Black pepper, cumin, cinnamon, turmeric, dried ginger, and salt are the all-important flavor agents in this fragrant stew.
If it’s not already obvious, this recipe is far from bland!
How to Make Harira in One Pot
To make harira, all you need is one big pot.
- First, soften up diced onion, celery, and carrot in olive oil. Next, stir in all of the spices.
- Add diced tomatoes, cooked chickpeas, red lentils, brown rice, and stock. Simmer away and 50 minutes later, dinner is served.
How do you Serve Harira Soup?
Muslims eat harira during Ramadan, the ninth month of the Islamic calendar, and the holy month of fasting. It’s a hearty, filling and nutrient-rich meal to look forward to after a long day of fasting.
To serve the dish at your own table, whether you’re fasting or not, harira is perfect as is. However, I love to go back to my Central European roots, and add tangy sauerkraut and a dollop of creamy crème fraîche.
You can also stir in a tablespoon of Harissa, a spicy Moroccan paste, to give it an extra kick.
Some cooks serve it with hard-boiled eggs, and sprinkled with dried fruit such as figs and dates.
Can I Freeze Harira?
BONUS: this is a fantastic, vegetarian meal prep recipe. You can make a big batch of the soup and store it for up to 3 days in the fridge. Simply warm it up and add your favorite toppings before digging in.
You can also freeze harira. After you make it, let the stew come to room temperature, then transfer to an airtight container, and store in the freezer for up to 2 months. (Defrost in the fridge overnight and reheat on the stove, or in the microwave).
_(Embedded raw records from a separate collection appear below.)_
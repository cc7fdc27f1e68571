//! Error types for focal.

use thiserror::Error;

/// Result type alias using focal's Error type.
pub type Result<T> = std::result::Result<T, Error>;

/// Core error type for focal operations.
#[derive(Error, Debug)]
pub enum Error {
    /// Database operation failed (wraps sqlx::Error)
    #[error("Database error: {0}")]
    Database(#[from] sqlx::Error),

    /// Resource not found
    #[error("Not found: {0}")]
    NotFound(String),

    /// Note not found
    #[error("Note not found: {0}")]
    NoteNotFound(uuid::Uuid),

    /// Account not found
    #[error("Account not found: {0}")]
    AccountNotFound(uuid::Uuid),

    /// Text generation failed
    #[error("Generation error: {0}")]
    Generation(String),

    /// External sync service failed
    #[error("Sync error: {0}")]
    Sync(String),

    /// Serialization/deserialization error
    #[error("Serialization error: {0}")]
    Serialization(String),

    /// Configuration error
    #[error("Configuration error: {0}")]
    Config(String),

    /// Invalid input
    #[error("Invalid input: {0}")]
    InvalidInput(String),

    /// HTTP/network request failed
    #[error("Request error: {0}")]
    Request(String),

    /// Internal error
    #[error("Internal error: {0}")]
    Internal(String),

    /// Authentication failed
    #[error("Unauthorized: {0}")]
    Unauthorized(String),

    /// File I/O operation failed
    #[error("I/O error: {0}")]
    Io(#[from] std::io::Error),
}

impl From<serde_json::Error> for Error {
    fn from(e: serde_json::Error) -> Self {
        Error::Serialization(e.to_string())
    }
}

impl From<reqwest::Error> for Error {
    fn from(e: reqwest::Error) -> Self {
        Error::Request(e.to_string())
    }
}

#[cfg(test)]
mod tests {
    use super::*;
    use uuid::Uuid;

    #[test]
    fn test_error_display_not_found() {
        let err = Error::NotFound("test resource".to_string());
        assert_eq!(err.to_string(), "Not found: test resource");
    }

    #[test]
    fn test_error_display_note_not_found() {
        let id = Uuid::nil();
        let err = Error::NoteNotFound(id);
        assert_eq!(err.to_string(), format!("Note not found: {}", id));
    }

    #[test]
    fn test_error_display_account_not_found() {
        let id = Uuid::nil();
        let err = Error::AccountNotFound(id);
        assert_eq!(err.to_string(), format!("Account not found: {}", id));
    }

    #[test]
    fn test_error_display_generation() {
        let err = Error::Generation("model timeout".to_string());
        assert_eq!(err.to_string(), "Generation error: model timeout");
    }

    #[test]
    fn test_error_display_sync() {
        let err = Error::Sync("remote rejected page".to_string());
        assert_eq!(err.to_string(), "Sync error: remote rejected page");
    }

    #[test]
    fn test_error_display_serialization() {
        let err = Error::Serialization("invalid JSON".to_string());
        assert_eq!(err.to_string(), "Serialization error: invalid JSON");
    }

    #[test]
    fn test_error_display_config() {
        let err = Error::Config("missing API key".to_string());
        assert_eq!(err.to_string(), "Configuration error: missing API key");
    }

    #[test]
    fn test_error_display_invalid_input() {
        let err = Error::InvalidInput("negative count".to_string());
        assert_eq!(err.to_string(), "Invalid input: negative count");
    }

    #[test]
    fn test_error_display_request() {
        let err = Error::Request("network unreachable".to_string());
        assert_eq!(err.to_string(), "Request error: network unreachable");
    }

    #[test]
    fn test_error_display_internal() {
        let err = Error::Internal("unexpected state".to_string());
        assert_eq!(err.to_string(), "Internal error: unexpected state");
    }

    #[test]
    fn test_error_display_unauthorized() {
        let err = Error::Unauthorized("invalid token".to_string());
        assert_eq!(err.to_string(), "Unauthorized: invalid token");
    }

    #[test]
    fn test_error_display_io() {
        let io_err = std::io::Error::new(std::io::ErrorKind::NotFound, "file not found");
        let err = Error::Io(io_err);
        assert!(err.to_string().contains("I/O error:"));
        assert!(err.to_string().contains("file not found"));
    }

    #[test]
    fn test_from_serde_json_error() {
        let json_err = serde_json::from_str::<i32>("not a number");
        assert!(json_err.is_err());

        let err: Error = json_err.unwrap_err().into();
        match err {
            Error::Serialization(msg) => {
                assert!(!msg.is_empty());
            }
            _ => panic!("Expected Serialization error"),
        }
    }

    #[test]
    fn test_result_type_ok() {
        fn get_result() -> Result<i32> {
            Ok(42)
        }
        let result = get_result();
        assert!(result.is_ok());
        assert_eq!(result.unwrap(), 42);
    }

    #[test]
    fn test_error_is_send_sync() {
        fn assert_send<T: Send>() {}
        fn assert_sync<T: Sync>() {}

        assert_send::<Error>();
        assert_sync::<Error>();
    }

    #[test]
    fn test_error_debug_format() {
        let err = Error::NotFound("test".to_string());
        let debug_str = format!("{:?}", err);
        assert!(debug_str.contains("NotFound"));
    }

    #[test]
    fn test_note_not_found_with_random_uuid() {
        let id = Uuid::new_v4();
        let err = Error::NoteNotFound(id);
        assert!(err.to_string().contains(&id.to_string()));
    }
}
More Flavor-Packed One-Pot Dinners
Do you love to throw everything in one pot and let it cook? Try these easy one-pot meals after you finish your Hariara Soup:
- Vegan Heirloom-Bean Chili
- Kitcheri, a traditional ayurvedic meal that’s just as filling and comforting as harira
- Chickpea Tomato Curry
- Sweet and Sour One-Pot Green Lentils, another healthy plant-based dinner
- Vegan Raw Buckwheat Groats, because breakfast should be a one-pot meal too!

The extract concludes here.